Учет этой склонности к аналитическому мышлению и классификации натуралистов и в то же время к синтетической технике изображения у импрессионистов необходим для адекватного прочтения собственных путевых воспоминаний Мандельштама — необходим в той степени, в какой два фрагмента «Путешествия в Армению» (состоящего лишь из восьми коротких миниатюр) служат пояснением видения и изображения натуралистов и посвящением французским импрессионистам.

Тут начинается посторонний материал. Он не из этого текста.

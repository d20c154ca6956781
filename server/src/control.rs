//! Operator console commands read from stdin

use std::str::FromStr;

#[derive(Debug, Clone, Copy, PartialEq)]
pub enum ControlCommand {
    Play,
    Pause,
    /// Target position in media milliseconds
    Seek(f64),
    Rate(f64),
    Status,
}

#[derive(thiserror::Error, Debug, Clone, PartialEq)]
pub enum ParseError {
    #[error("empty command")]
    Empty,
    #[error("unknown command '{0}'")]
    UnknownCommand(String),
    #[error("'{0}' needs an argument")]
    MissingArgument(&'static str),
    #[error("'{0}' is not a number")]
    InvalidNumber(String),
    #[error("unexpected trailing input '{0}'")]
    TrailingInput(String),
}

impl FromStr for ControlCommand {
    type Err = ParseError;

    fn from_str(line: &str) -> Result<Self, Self::Err> {
        let mut words = line.split_whitespace();
        let keyword = words.next().ok_or(ParseError::Empty)?;

        let command = match keyword.to_ascii_lowercase().as_str() {
            "play" => ControlCommand::Play,
            "pause" => ControlCommand::Pause,
            "status" => ControlCommand::Status,
            "seek" => ControlCommand::Seek(number(words.next(), "seek")?),
            "rate" => ControlCommand::Rate(number(words.next(), "rate")?),
            _ => return Err(ParseError::UnknownCommand(keyword.to_string())),
        };

        match words.next() {
            Some(extra) => Err(ParseError::TrailingInput(extra.to_string())),
            None => Ok(command),
        }
    }
}

fn number(word: Option<&str>, command: &'static str) -> Result<f64, ParseError> {
    let word = word.ok_or(ParseError::MissingArgument(command))?;
    word.parse::<f64>()
        .map_err(|_| ParseError::InvalidNumber(word.to_string()))
}

pub const HELP: &str = "commands: play | pause | seek <ms> | rate <x> | status";

#[cfg(test)]
mod tests {
    use super::*;

    #[test]
    fn test_parse_simple_commands() {
        assert_eq!("play".parse(), Ok(ControlCommand::Play));
        assert_eq!("  PAUSE ".parse(), Ok(ControlCommand::Pause));
        assert_eq!("status".parse(), Ok(ControlCommand::Status));
    }

    #[test]
    fn test_parse_commands_with_arguments() {
        assert_eq!("seek 90000".parse(), Ok(ControlCommand::Seek(90_000.0)));
        assert_eq!("rate 1.25".parse(), Ok(ControlCommand::Rate(1.25)));
    }

    #[test]
    fn test_parse_errors() {
        assert_eq!("".parse::<ControlCommand>(), Err(ParseError::Empty));
        assert_eq!(
            "rewind".parse::<ControlCommand>(),
            Err(ParseError::UnknownCommand("rewind".to_string()))
        );
        assert_eq!(
            "seek".parse::<ControlCommand>(),
            Err(ParseError::MissingArgument("seek"))
        );
        assert_eq!(
            "rate fast".parse::<ControlCommand>(),
            Err(ParseError::InvalidNumber("fast".to_string()))
        );
        assert_eq!(
            "play now".parse::<ControlCommand>(),
            Err(ParseError::TrailingInput("now".to_string()))
        );
    }

    #[test]
    fn test_error_messages_are_readable() {
        let err = "seek".parse::<ControlCommand>().unwrap_err();
        assert_eq!(err.to_string(), "'seek' needs an argument");
    }
}
use serde::{Deserialize, Serialize};
use std::sync::atomic::{AtomicI64, Ordering};
use std::time::{Duration, SystemTime, UNIX_EPOCH};

pub const PROTOCOL_VERSION: u32 = 1;
pub const MAX_PACKET_SIZE: usize = 2048;
pub const NOMINAL_PLAYBACK_RATE: f64 = 1.0;

#[derive(Debug, Serialize, Deserialize, Clone, PartialEq)]
pub enum Packet {
    Connect {
        client_version: u32,
    },
    TimeProbe {
        client_send_time_ms: i64,
    },
    RequestResync,
    /// Keeps the connection alive between clock syncs
    Heartbeat,
    Disconnect,

    Connected {
        client_id: u32,
    },
    TimeProbeResponse {
        client_send_time_ms: i64,
        server_time_ms: i64,
    },
    Command(SyncCommand),
    StateSnapshot(PlaybackAnchor),
    Disconnected {
        reason: String,
    },
}

/// Last known authoritative playback position.
///
/// Anchors are immutable values: every snapshot or fired command produces a
/// fresh anchor that replaces the previous one wholesale.
#[derive(Debug, Serialize, Deserialize, Clone, Copy, PartialEq)]
pub struct PlaybackAnchor {
    pub is_playing: bool,
    pub playback_rate: f64,
    pub anchor_server_time_ms: i64,
    pub anchor_media_time_ms: f64,
    pub sequence_number: u64,
}

impl PlaybackAnchor {
    pub fn paused_at(server_time_ms: i64, media_time_ms: f64) -> Self {
        Self {
            is_playing: false,
            playback_rate: NOMINAL_PLAYBACK_RATE,
            anchor_server_time_ms: server_time_ms,
            anchor_media_time_ms: media_time_ms,
            sequence_number: 0,
        }
    }

    /// Media position implied by this anchor at `server_now_ms`.
    pub fn expected_position_ms(&self, server_now_ms: i64) -> f64 {
        if !self.is_playing {
            return self.anchor_media_time_ms;
        }

        let elapsed = (server_now_ms - self.anchor_server_time_ms) as f64;
        (self.anchor_media_time_ms + elapsed * self.playback_rate).max(0.0)
    }

    /// Same timeline, re-expressed relative to `server_now_ms`.
    pub fn rebased(&self, server_now_ms: i64) -> Self {
        Self {
            anchor_server_time_ms: server_now_ms,
            anchor_media_time_ms: self.expected_position_ms(server_now_ms),
            ..*self
        }
    }

    /// Produces the anchor that holds once `command` has taken effect at
    /// `effect_server_time_ms`.
    pub fn apply_command(&self, command: &SyncCommand, effect_server_time_ms: i64) -> Self {
        let position = self.expected_position_ms(effect_server_time_ms);
        let base = Self {
            anchor_server_time_ms: effect_server_time_ms,
            anchor_media_time_ms: position,
            sequence_number: command.sequence(),
            ..*self
        };

        match *command {
            SyncCommand::Play { .. } => Self {
                is_playing: true,
                ..base
            },
            SyncCommand::Pause { .. } => Self {
                is_playing: false,
                ..base
            },
            SyncCommand::Seek {
                target_media_time_ms,
                ..
            } => Self {
                anchor_media_time_ms: target_media_time_ms.max(0.0),
                ..base
            },
            SyncCommand::SetRate { rate, .. } => Self {
                playback_rate: rate,
                ..base
            },
            SyncCommand::StateSnapshot(anchor) => anchor,
        }
    }
}

/// Discrete transport command pushed by the room authority.
///
/// `at_server_time_ms` is the authoritative instant the command takes effect;
/// commands without one take effect on receipt.
#[derive(Debug, Serialize, Deserialize, Clone, Copy, PartialEq)]
pub enum SyncCommand {
    Play {
        at_server_time_ms: Option<i64>,
        sequence: u64,
    },
    Pause {
        at_server_time_ms: Option<i64>,
        sequence: u64,
    },
    Seek {
        target_media_time_ms: f64,
        at_server_time_ms: Option<i64>,
        sequence: u64,
    },
    SetRate {
        rate: f64,
        at_server_time_ms: Option<i64>,
        sequence: u64,
    },
    StateSnapshot(PlaybackAnchor),
}

impl SyncCommand {
    pub fn effect_time_ms(&self) -> Option<i64> {
        match *self {
            SyncCommand::Play {
                at_server_time_ms, ..
            }
            | SyncCommand::Pause {
                at_server_time_ms, ..
            }
            | SyncCommand::Seek {
                at_server_time_ms, ..
            }
            | SyncCommand::SetRate {
                at_server_time_ms, ..
            } => at_server_time_ms,
            SyncCommand::StateSnapshot(_) => None,
        }
    }

    pub fn sequence(&self) -> u64 {
        match *self {
            SyncCommand::Play { sequence, .. }
            | SyncCommand::Pause { sequence, .. }
            | SyncCommand::Seek { sequence, .. }
            | SyncCommand::SetRate { sequence, .. } => sequence,
            SyncCommand::StateSnapshot(anchor) => anchor.sequence_number,
        }
    }

    pub fn name(&self) -> &'static str {
        match self {
            SyncCommand::Play { .. } => "play",
            SyncCommand::Pause { .. } => "pause",
            SyncCommand::Seek { .. } => "seek",
            SyncCommand::SetRate { .. } => "set_rate",
            SyncCommand::StateSnapshot(_) => "state_snapshot",
        }
    }
}

/// Source of wall-clock milliseconds.
///
/// Every component reads time through this trait so tests can substitute a
/// manually advanced clock.
pub trait TimeSource: Send + Sync {
    fn now_ms(&self) -> i64;
}

/// Real wall clock, optionally shifted by a fixed skew.
#[derive(Debug, Clone, Copy, Default)]
pub struct SystemTimeSource {
    skew_ms: i64,
}

impl SystemTimeSource {
    pub fn new() -> Self {
        Self { skew_ms: 0 }
    }

    pub fn with_skew(skew_ms: i64) -> Self {
        Self { skew_ms }
    }
}

impl TimeSource for SystemTimeSource {
    fn now_ms(&self) -> i64 {
        let millis = SystemTime::now()
            .duration_since(UNIX_EPOCH)
            .unwrap_or(Duration::from_secs(0))
            .as_millis();
        (millis.min(i64::MAX as u128) as i64) + self.skew_ms
    }
}

/// Clock that only moves when told to.
#[derive(Debug, Default)]
pub struct ManualTimeSource {
    now_ms: AtomicI64,
}

impl ManualTimeSource {
    pub fn new(start_ms: i64) -> Self {
        Self {
            now_ms: AtomicI64::new(start_ms),
        }
    }

    pub fn set(&self, now_ms: i64) {
        self.now_ms.store(now_ms, Ordering::SeqCst);
    }

    pub fn advance(&self, delta_ms: i64) {
        self.now_ms.fetch_add(delta_ms, Ordering::SeqCst);
    }
}

impl TimeSource for ManualTimeSource {
    fn now_ms(&self) -> i64 {
        self.now_ms.load(Ordering::SeqCst)
    }
}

По-своему удивительным представляется привлечение работ Линнея-Бюффона и Палласа, наряду с музыкой Гайдна, Глюка и Моцарта, но это объяснено тем, что их тексты «сообщают душе минеральное кварцевое спокойствие», «выпрямляют глаз» и таким образом обогащают чувственное познание наблюдателя, читателя и слушателя[363].
Во всяком случае, и в предыдущей главе, относящейся к Сезанну, Моне и Синьяку, пунктиром проходит мысль о том, что и путевые заметки ни в коей мере не должны ограничиваться простым описанием форм и фактов, внешних по отношению к субъекту, особенно если речь прямо идет о «безвредной чуме наивного реализма» (С. 63). И в этом контексте глаз снова и наиболее выразительно сравнивается с «благородным, но своенравным животным», что и делает возможным для воспринимающего субъекта (и прежде всего для чувственно воспринимающего художника или писателя, фиксирующего свои впечатления от путешествия) соединять образ, «как всякую вещь, с солнечной и сгущенной действительностью» (С. 36 и след).